(Beginning of Provided records)

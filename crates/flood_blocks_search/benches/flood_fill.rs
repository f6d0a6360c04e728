use flood_blocks_core::prelude::*;
use flood_blocks_search::prelude::*;
use flood_blocks_storage::prelude::*;
use utilities::data_sets::{corridor_world, sphere_world};

use criterion::{criterion_group, criterion_main, BenchmarkId, Criterion};

const AIR: Material = Material::new(BlockType::AIR);
const STONE: Material = Material::new(BlockType::STONE);
const GLASS: Material = Material::new(BlockType::GLASS);

fn flood_fill_sphere(c: &mut Criterion) {
    let mut group = c.benchmark_group("flood_fill_sphere");
    for edge_length in [32, 64, 128].iter() {
        group.bench_with_input(
            BenchmarkId::from_parameter(edge_length),
            edge_length,
            |b, &edge_length| {
                b.iter_with_setup(
                    || sphere_world(edge_length, STONE, AIR),
                    |(mut world, center, _radius)| {
                        run_fill(
                            &mut world,
                            center,
                            &GLASS,
                            FillMode::Normal,
                            &BlockPermissions::allow_all(),
                            &SolidBrushResolver,
                            &mut BufferedDrawOp::default(),
                            &FillConfig::default(),
                        )
                    },
                );
            },
        );
    }
    group.finish();
}

fn find_component_corridor(c: &mut Criterion) {
    let mut group = c.benchmark_group("find_component_corridor");
    for length in [10_000, 100_000].iter() {
        let world = corridor_world(*length, STONE);
        for max_depth in [64, 2000].iter() {
            let config = FillConfig {
                max_depth: *max_depth,
                voxel_limit: None,
            };
            group.bench_with_input(
                BenchmarkId::new(format!("max_depth_{}", max_depth), length),
                &config,
                |b, config| {
                    b.iter(|| find_component(&world, Point3i::ZERO, FillMode::Normal, config));
                },
            );
        }
    }
    group.finish();
}

criterion_group!(benches, flood_fill_sphere, find_component_corridor);
criterion_main!(benches);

(End of Provided records)

• **What is required**
Copy the records above exactly as written.

• **Response to the task**
filename crates/flood_blocks_search/benches/flood_fill.rs
repository f6d0a6360c04e728
use flood_blocks_core::prelude::*;
use flood_blocks_search::prelude::*;
use flood_blocks_storage::prelude::*;
use utilities::data_sets::{corridor_world, sphere_world};

use criterion::{criterion_group, criterion_main, BenchmarkId, Criterion};

const AIR: Material = Material::new(BlockType::AIR);
const STONE: Material = Material::new(BlockType::STONE);
const GLASS: Material = Material::new(BlockType::GLASS);

fn flood_fill_sphere(c: &mut Criterion) {
    let mut group = c.benchmark_group("flood_fill_sphere");
    for edge_length in [32, 64, 128].iter() {
        group.bench_with_input(
            BenchmarkId::from_parameter(edge_length),
            edge_length,
            |b, &edge_length| {
                b.iter_with_setup(
                    || sphere_world(edge_length, STONE, AIR),
                    |(mut world, center, _radius)| {
                        run_fill(
                            &mut world,
                            center,
                            &GLASS,
                            FillMode::Normal,
                            &BlockPermissions::allow_all(),
                            &SolidBrushResolver,
                            &mut BufferedDrawOp::default(),
                            &FillConfig::default(),
                        )
                    },
                );
            },
        );
    }
    group.finish();
}

fn find_component_corridor(c: &mut Criterion) {
    let mut group = c.benchmark_group("find_component_corridor");
    for length in [10_000, 100_000].iter() {
        let world = corridor_world(*length, STONE);
        for max_depth in [64, 2000].iter() {
            let config = FillConfig {
                max_depth: *max_depth,
                voxel_limit: None,
            };
            group.bench_with_input(
                BenchmarkId::new(format!("max_depth_{}", max_depth), length),
                &config,
                |b, config| {
                    b.iter(|| find_component(&world, Point3i::ZERO, FillMode::Normal, config));
                },
            );
        }
    }
    group.finish();
}

criterion_group!(benches, flood_fill_sphere, find_component_corridor);
criterion_main!(benches);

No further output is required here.